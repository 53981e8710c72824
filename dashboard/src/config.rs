//! Runtime configuration read from the environment.

use std::env;
use std::time::Duration;

use anyhow::{bail, Context, Result};

pub const DEFAULT_BACKEND_URL: &str = "http://localhost:3000";
pub const DEFAULT_CHART_LABEL: &str = "Expenses";
pub const DEFAULT_REQUEST_TIMEOUT_SECS: u64 = 30;

pub const BACKEND_URL_VAR: &str = "EXPENSE_BACKEND_URL";
pub const API_TOKEN_VAR: &str = "EXPENSE_API_TOKEN";
pub const CHART_LABEL_VAR: &str = "EXPENSE_CHART_LABEL";
pub const REQUEST_TIMEOUT_VAR: &str = "EXPENSE_REQUEST_TIMEOUT_SECS";

#[derive(Debug, Clone, PartialEq)]
pub struct DashboardConfig {
    /// Base URL of the expense backend, without trailing slash
    pub backend_url: String,
    /// Bearer token sent with every request
    pub api_token: Option<String>,
    /// Category axis entry shown under the per-label bars
    pub chart_label: String,
    pub request_timeout: Duration,
}

impl Default for DashboardConfig {
    fn default() -> Self {
        Self {
            backend_url: DEFAULT_BACKEND_URL.to_string(),
            api_token: None,
            chart_label: DEFAULT_CHART_LABEL.to_string(),
            request_timeout: Duration::from_secs(DEFAULT_REQUEST_TIMEOUT_SECS),
        }
    }
}

impl DashboardConfig {
    /// Load configuration from process environment variables
    pub fn from_env() -> Result<Self> {
        Self::from_lookup(|key| env::var(key).ok())
    }

    /// Load configuration from an arbitrary key lookup
    pub fn from_lookup<F>(lookup: F) -> Result<Self>
    where
        F: Fn(&str) -> Option<String>,
    {
        let mut config = Self::default();

        if let Some(url) = lookup(BACKEND_URL_VAR).filter(|v| !v.trim().is_empty()) {
            config.backend_url = url.trim().trim_end_matches('/').to_string();
        }
        config.api_token = lookup(API_TOKEN_VAR).filter(|v| !v.is_empty());
        if let Some(label) = lookup(CHART_LABEL_VAR).filter(|v| !v.is_empty()) {
            config.chart_label = label;
        }
        if let Some(raw) = lookup(REQUEST_TIMEOUT_VAR) {
            let secs = raw.trim().parse::<u64>().with_context(|| {
                format!("{} must be a whole number of seconds, got {:?}", REQUEST_TIMEOUT_VAR, raw)
            })?;
            if secs == 0 {
                bail!("{} must be greater than zero", REQUEST_TIMEOUT_VAR);
            }
            config.request_timeout = Duration::from_secs(secs);
        }

        Ok(config)
    }

    /// The API token, or an error naming the variable to set
    pub fn require_token(&self) -> Result<&str> {
        self.api_token
            .as_deref()
            .with_context(|| format!("{} is not set", API_TOKEN_VAR))
    }
}
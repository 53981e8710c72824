//! # Dashboard Controller
//!
//! Bridges the UI-owned [`DashboardState`] and the backend. Every operation
//! follows the same shape: call the gateway once, apply the result to the
//! state on success, and hand any failure to the [`ErrorReporter`] while
//! leaving the state as it was.
//!
//! Month loads are split in two (`fetch_month` then `apply_month`) so a UI
//! can keep several requests in flight without holding the state borrowed;
//! `select_month` and `reload_month` chain both steps for the common case.

use std::sync::Arc;

use chrono::NaiveDate;
use shared::{Expense, ExpenseId, InsertExpensePayload, LabelId};
use tracing::{info, warn};

use crate::services::api::{ExpenseGateway, GatewayResult};
use crate::services::error_reporter::ErrorReporter;
use crate::state::{DashboardState, LoadOutcome, MonthLoad};

pub const CONTEXT_LOAD_LABELS: &str = "load_labels";
pub const CONTEXT_LOAD_EXPENSES: &str = "load_expenses";
pub const CONTEXT_LOAD_TOTALS: &str = "load_monthly_totals";
pub const CONTEXT_ADD_EXPENSE: &str = "add_expense";
pub const CONTEXT_DELETE_EXPENSE: &str = "delete_expense";
pub const CONTEXT_DELETE_LABEL: &str = "delete_label";

/// Response to a month load, still tagged with the ticket that started it
#[derive(Debug)]
pub struct MonthFetch {
    pub load: MonthLoad,
    pub result: GatewayResult<Vec<Expense>>,
}

pub struct DashboardController<G> {
    gateway: Arc<G>,
    reporter: Arc<dyn ErrorReporter>,
}

impl<G> Clone for DashboardController<G> {
    fn clone(&self) -> Self {
        Self {
            gateway: Arc::clone(&self.gateway),
            reporter: Arc::clone(&self.reporter),
        }
    }
}

impl<G: ExpenseGateway> DashboardController<G> {
    pub fn new(gateway: Arc<G>, reporter: Arc<dyn ErrorReporter>) -> Self {
        Self { gateway, reporter }
    }

    pub fn gateway(&self) -> &G {
        &self.gateway
    }

    /// Load labels, then the expenses of the selected month.
    ///
    /// Returns true when both loads were applied.
    pub async fn initialize(&self, state: &mut DashboardState) -> bool {
        info!("Initializing dashboard for {}", state.selected_month());
        match self.gateway.list_labels().await {
            Ok(labels) => {
                info!("Loaded {} labels", labels.len());
                state.set_labels(labels);
            }
            Err(e) => {
                self.report(&e.to_string(), CONTEXT_LOAD_LABELS);
                return false;
            }
        }

        self.reload_month(state).await
    }

    /// Switch to the month containing `target` and load it.
    ///
    /// Selecting the month that is already shown does nothing and returns false,
    /// unless its last load failed, in which case it is loaded again.
    pub async fn select_month(&self, state: &mut DashboardState, target: NaiveDate) -> bool {
        match state.select_month(target) {
            Some(load) => {
                let fetched = self.fetch_month(load).await;
                self.apply_month(state, fetched)
            }
            None => false,
        }
    }

    /// Fetch the selected month again, superseding any load in flight
    pub async fn reload_month(&self, state: &mut DashboardState) -> bool {
        let load = state.begin_reload();
        let fetched = self.fetch_month(load).await;
        self.apply_month(state, fetched)
    }

    /// Request the expenses for a load ticket. Does not touch the state.
    pub async fn fetch_month(&self, load: MonthLoad) -> MonthFetch {
        let result = self.gateway.list_expenses(load.start(), load.end()).await;
        MonthFetch { load, result }
    }

    /// Apply a fetched month. Returns true when the state was updated.
    pub fn apply_month(&self, state: &mut DashboardState, fetched: MonthFetch) -> bool {
        let MonthFetch { load, result } = fetched;
        match result {
            Ok(expenses) => match state.apply_expenses(load, expenses) {
                Ok(LoadOutcome::Applied) => true,
                Ok(LoadOutcome::Stale) => false,
                Err(e) => {
                    state.fail_load(&load);
                    self.report(&e.to_string(), CONTEXT_LOAD_EXPENSES);
                    false
                }
            },
            Err(e) => {
                if state.fail_load(&load) {
                    self.report(&e.to_string(), CONTEXT_LOAD_EXPENSES);
                } else {
                    warn!("Ignoring failure of superseded load for {}: {}", load.month, e);
                }
                false
            }
        }
    }

    /// Load server-side per-month totals, for every label or just one
    pub async fn load_monthly_totals(
        &self,
        state: &mut DashboardState,
        label_id: Option<LabelId>,
    ) -> bool {
        match self.gateway.list_monthly_totals(label_id).await {
            Ok(totals) => {
                state.set_monthly_totals(totals);
                true
            }
            Err(e) => {
                self.report(&e.to_string(), CONTEXT_LOAD_TOTALS);
                false
            }
        }
    }

    /// Persist a new expense and show it if it belongs to the selected month.
    ///
    /// Returns the created expense when the backend accepted it.
    pub async fn add_expense(
        &self,
        state: &mut DashboardState,
        payload: InsertExpensePayload,
    ) -> Option<Expense> {
        let expense = match self.gateway.add_expense(&payload).await {
            Ok(expense) => expense,
            Err(e) => {
                self.report(&e.to_string(), CONTEXT_ADD_EXPENSE);
                return None;
            }
        };

        info!("Created expense {} ({:.2})", expense.id, expense.amount);
        if let Err(e) = state.add_expense(expense.clone()) {
            self.report(&e.to_string(), CONTEXT_ADD_EXPENSE);
        }
        Some(expense)
    }

    /// Delete an expense on the backend, then locally
    pub async fn delete_expense(&self, state: &mut DashboardState, expense_id: ExpenseId) -> bool {
        match self.gateway.delete_expense(expense_id).await {
            Ok(()) => {
                info!("Deleted expense {}", expense_id);
                state.remove_expense(expense_id);
                true
            }
            Err(e) => {
                self.report(&e.to_string(), CONTEXT_DELETE_EXPENSE);
                false
            }
        }
    }

    /// Delete a label on the backend, then drop it and its expenses locally
    pub async fn delete_label(&self, state: &mut DashboardState, label_id: LabelId) -> bool {
        match self.gateway.delete_label(label_id).await {
            Ok(()) => {
                let removed = state.remove_label(label_id);
                info!("Deleted label {} and {} of its expenses", label_id, removed);
                true
            }
            Err(e) => {
                self.report(&e.to_string(), CONTEXT_DELETE_LABEL);
                false
            }
        }
    }

    fn report(&self, message: &str, context: &str) {
        self.reporter.handle_error(message, context);
    }
}
//! Monthly expense dashboard.
//!
//! - [`services::api`] talks to the expense backend over HTTP
//! - [`state`] holds the selected month, loaded labels/expenses and the chart
//! - [`controller`] ties both together and routes failures to an
//!   [`services::error_reporter::ErrorReporter`]
//! - [`chart`] projects expenses into per-label totals

pub mod chart;
pub mod config;
pub mod controller;
pub mod error;
pub mod services;
pub mod state;

#[cfg(test)]
mod test_utils;

pub use config::DashboardConfig;
pub use controller::DashboardController;
pub use error::{DashboardError, GatewayError};
pub use services::api::{ApiClient, ExpenseGateway, StaticToken, TokenProvider};
pub use services::error_reporter::{ErrorReporter, LoggingErrorReporter};
pub use state::DashboardState;
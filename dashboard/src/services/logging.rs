use tracing_subscriber::{fmt, EnvFilter};

/// Install the global tracing subscriber.
///
/// `RUST_LOG` wins when set; otherwise everything at `info` and above is shown.
pub fn init_logging() {
    let filter = EnvFilter::try_from_default_env().unwrap_or_else(|_| EnvFilter::new("info"));
    // A second call (e.g. from tests) keeps the first subscriber
    let _ = fmt().with_env_filter(filter).with_target(false).try_init();
}
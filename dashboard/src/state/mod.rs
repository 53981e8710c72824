pub mod dashboard_state;

pub use dashboard_state::{DashboardState, ExpensePlacement, LoadOutcome, MonthLoad, MonthStatus};
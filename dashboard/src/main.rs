use std::sync::Arc;

use anyhow::{Context, Result};
use shared::MonthSelection;
use tracing::info;

use expense_dashboard::services::logging::init_logging;
use expense_dashboard::{
    ApiClient, DashboardConfig, DashboardController, DashboardState, LoggingErrorReporter,
    StaticToken,
};

#[tokio::main]
async fn main() -> Result<()> {
    init_logging();

    let config = DashboardConfig::from_env()?;
    let token = config.require_token()?.to_string();
    let month = match std::env::args().nth(1) {
        Some(raw) => raw
            .parse::<MonthSelection>()
            .with_context(|| format!("Invalid month argument {:?}", raw))?,
        None => MonthSelection::current(),
    };

    info!("Using backend at {}", config.backend_url);
    let client = ApiClient::from_config(&config, Arc::new(StaticToken(token)))?;
    let controller = DashboardController::new(Arc::new(client), Arc::new(LoggingErrorReporter));
    let mut state =
        DashboardState::for_month(month).with_chart_category(config.chart_label.clone());

    if !controller.initialize(&mut state).await {
        anyhow::bail!("Failed to load the dashboard for {}", month.display_name());
    }

    info!(
        "{}: {} expenses across {} labels, total {:.2}",
        month.display_name(),
        state.expenses().len(),
        state.labels().len(),
        state.total_for_month()
    );

    println!("{}", serde_json::to_string_pretty(state.chart())?);
    Ok(())
}
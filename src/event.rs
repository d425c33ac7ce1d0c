//! Geofence events.
//!
//! Events are immutable once created and serialize to the delivery format
//! `{geofenceId, deviceId, eventType, position: {latitude, longitude}, timestamp}`.

use chrono::{DateTime, Utc};
use serde::{Deserialize, Serialize};
use uuid::Uuid;

use crate::geofence::GeofenceId;
use crate::geometry::LatLng;
use crate::position::DeviceId;

/// Raw containment change detected by the tracker.
#[derive(Debug, Clone, Copy, PartialEq, Eq, Hash)]
pub enum Transition {
    /// Outside on the previous sample, inside now.
    Entered,
    /// Inside on the previous sample, outside now.
    Exited,
}

impl Transition {
    #[must_use]
    pub const fn event_type(self) -> EventType {
        match self {
            Self::Entered => EventType::Entry,
            Self::Exited => EventType::Exit,
        }
    }
}

#[allow(missing_docs)]
#[derive(Debug, Clone, Copy, PartialEq, Eq, Hash, Serialize, Deserialize)]
#[serde(rename_all = "UPPERCASE")]
pub enum EventType {
    Entry,
    Exit,
}

/// An emitted ENTRY/EXIT event.
#[derive(Debug, Clone, PartialEq, Serialize, Deserialize)]
#[serde(rename_all = "camelCase")]
pub struct GeofenceEvent {
    pub event_id: Uuid,
    pub geofence_id: GeofenceId,
    pub device_id: DeviceId,
    pub event_type: EventType,
    pub position: LatLng,
    pub timestamp: DateTime<Utc>,
}

impl GeofenceEvent {
    #[must_use]
    pub fn new(
        geofence_id: GeofenceId,
        device_id: DeviceId,
        event_type: EventType,
        position: LatLng,
        timestamp: DateTime<Utc>,
    ) -> Self {
        Self {
            event_id: Uuid::new_v4(),
            geofence_id,
            device_id,
            event_type,
            position,
            timestamp,
        }
    }
}

#[cfg(test)]
mod tests {
    use super::*;

    #[test]
    fn event_serializes_to_delivery_format() {
        let ts = DateTime::parse_from_rfc3339("2024-05-01T12:00:00Z").unwrap().with_timezone(&Utc);
        let ev = GeofenceEvent::new(
            GeofenceId::new("depot"),
            DeviceId::new("truck-7"),
            EventType::Entry,
            LatLng::new(19.4326, -99.1332),
            ts,
        );
        let json = serde_json::to_value(&ev).unwrap();
        assert_eq!(json["geofenceId"], "depot");
        assert_eq!(json["deviceId"], "truck-7");
        assert_eq!(json["eventType"], "ENTRY");
        assert_eq!(json["position"]["latitude"], 19.4326);
        assert_eq!(json["position"]["longitude"], -99.1332);
        assert_eq!(json["timestamp"], "2024-05-01T12:00:00Z");
    }

    #[test]
    fn transition_maps_to_event_type() {
        assert_eq!(Transition::Entered.event_type(), EventType::Entry);
        assert_eq!(Transition::Exited.event_type(), EventType::Exit);
    }
}
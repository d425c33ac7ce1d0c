//! In-memory storage backend.
//!
//! Thread-safe implementations of the storage traits, intended for embedded
//! usage, tests and the replay tool.

use std::collections::{BTreeMap, BTreeSet, HashMap};
use std::sync::RwLock;

use crate::geofence::{Geofence, GeofenceId};
use crate::position::{DeviceId, DevicePosition};
use crate::storage::traits::{GeofenceStore, PositionProvider, StorageError};

fn lock_err(context: &'static str) -> StorageError {
    StorageError::BackendError(format!("poisoned lock: {context}"))
}

#[derive(Debug, Default)]
struct GeofenceState {
    by_id: BTreeMap<GeofenceId, Geofence>,
    devices: HashMap<GeofenceId, BTreeSet<DeviceId>>,
    by_device: HashMap<DeviceId, BTreeSet<GeofenceId>>,
}

/// Thread-safe in-memory geofence registry.
#[derive(Debug, Default)]
pub struct InMemoryGeofenceStore {
    state: RwLock<GeofenceState>,
}

impl InMemoryGeofenceStore {
    /// Create a new empty store.
    #[must_use]
    pub fn new() -> Self {
        Self::default()
    }
}

impl GeofenceStore for InMemoryGeofenceStore {
    fn upsert(&self, geofence: Geofence) -> Result<Option<Geofence>, StorageError> {
        geofence
            .validate()
            .map_err(|e| StorageError::Invalid(e.to_string()))?;
        let mut state = self.state.write().map_err(|_| lock_err("geofence.upsert"))?;
        Ok(state.by_id.insert(geofence.id.clone(), geofence))
    }

    fn get(&self, id: &GeofenceId) -> Result<Option<Geofence>, StorageError> {
        let state = self.state.read().map_err(|_| lock_err("geofence.get"))?;
        Ok(state.by_id.get(id).cloned())
    }

    fn remove(&self, id: &GeofenceId) -> Result<Option<Geofence>, StorageError> {
        let mut state = self.state.write().map_err(|_| lock_err("geofence.remove"))?;
        let removed = state.by_id.remove(id);
        if let Some(devices) = state.devices.remove(id) {
            for device in devices {
                if let Some(fences) = state.by_device.get_mut(&device) {
                    fences.remove(id);
                    if fences.is_empty() {
                        state.by_device.remove(&device);
                    }
                }
            }
        }
        Ok(removed)
    }

    fn list(&self) -> Result<Vec<Geofence>, StorageError> {
        let state = self.state.read().map_err(|_| lock_err("geofence.list"))?;
        Ok(state.by_id.values().cloned().collect())
    }

    fn assign(&self, id: &GeofenceId, device_id: DeviceId) -> Result<(), StorageError> {
        let mut state = self.state.write().map_err(|_| lock_err("geofence.assign"))?;
        if !state.by_id.contains_key(id) {
            return Err(StorageError::GeofenceNotFound(id.clone()));
        }
        state
            .by_device
            .entry(device_id.clone())
            .or_default()
            .insert(id.clone());
        state.devices.entry(id.clone()).or_default().insert(device_id);
        Ok(())
    }

    fn unassign(&self, id: &GeofenceId, device_id: &DeviceId) -> Result<bool, StorageError> {
        let mut state = self.state.write().map_err(|_| lock_err("geofence.unassign"))?;
        let removed = state
            .devices
            .get_mut(id)
            .is_some_and(|devices| devices.remove(device_id));
        if let Some(fences) = state.by_device.get_mut(device_id) {
            fences.remove(id);
            if fences.is_empty() {
                state.by_device.remove(device_id);
            }
        }
        Ok(removed)
    }

    fn devices_for(&self, id: &GeofenceId) -> Result<Vec<DeviceId>, StorageError> {
        let state = self.state.read().map_err(|_| lock_err("geofence.devices_for"))?;
        if !state.by_id.contains_key(id) {
            return Err(StorageError::GeofenceNotFound(id.clone()));
        }
        Ok(state
            .devices
            .get(id)
            .map(|d| d.iter().cloned().collect())
            .unwrap_or_default())
    }

    fn geofences_for_device(&self, device_id: &DeviceId) -> Result<Vec<Geofence>, StorageError> {
        let state = self
            .state
            .read()
            .map_err(|_| lock_err("geofence.geofences_for_device"))?;
        Ok(state
            .by_device
            .get(device_id)
            .map(|ids| ids.iter().filter_map(|id| state.by_id.get(id).cloned()).collect())
            .unwrap_or_default())
    }
}

/// Latest position per device.
///
/// `record` keeps the newest sample by timestamp; older samples are ignored.
#[derive(Debug, Default)]
pub struct LatestPositions {
    by_device: RwLock<HashMap<DeviceId, DevicePosition>>,
}

impl LatestPositions {
    /// Create a new empty book.
    #[must_use]
    pub fn new() -> Self {
        Self::default()
    }

    /// Records a sample. Returns false if a newer one is already stored.
    pub fn record(&self, position: DevicePosition) -> Result<bool, StorageError> {
        let mut by_device = self.by_device.write().map_err(|_| lock_err("positions.record"))?;
        match by_device.get(&position.device_id) {
            Some(existing) if existing.timestamp > position.timestamp => Ok(false),
            _ => {
                by_device.insert(position.device_id.clone(), position);
                Ok(true)
            }
        }
    }
}

impl PositionProvider for LatestPositions {
    fn latest(&self, device_id: &DeviceId) -> Result<Option<DevicePosition>, StorageError> {
        let by_device = self.by_device.read().map_err(|_| lock_err("positions.latest"))?;
        Ok(by_device.get(device_id).cloned())
    }
}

------------------------------------------------------------

Work instruction ::
Lines after the one containing "pub struct DashboardConfig" are left out; every line from the start of the entries through that line is restated word for word.

Response area ::
repository 53981e8710c72824
filename dashboard/src/config.rs
//! Runtime configuration read from the environment.

use std::env;
use std::time::Duration;

use anyhow::{bail, Context, Result};

pub const DEFAULT_BACKEND_URL: &str = "http://localhost:3000";
pub const DEFAULT_CHART_LABEL: &str = "Expenses";
pub const DEFAULT_REQUEST_TIMEOUT_SECS: u64 = 30;

pub const BACKEND_URL_VAR: &str = "EXPENSE_BACKEND_URL";
pub const API_TOKEN_VAR: &str = "EXPENSE_API_TOKEN";
pub const CHART_LABEL_VAR: &str = "EXPENSE_CHART_LABEL";
pub const REQUEST_TIMEOUT_VAR: &str = "EXPENSE_REQUEST_TIMEOUT_SECS";

#[derive(Debug, Clone, PartialEq)]
pub struct DashboardConfig {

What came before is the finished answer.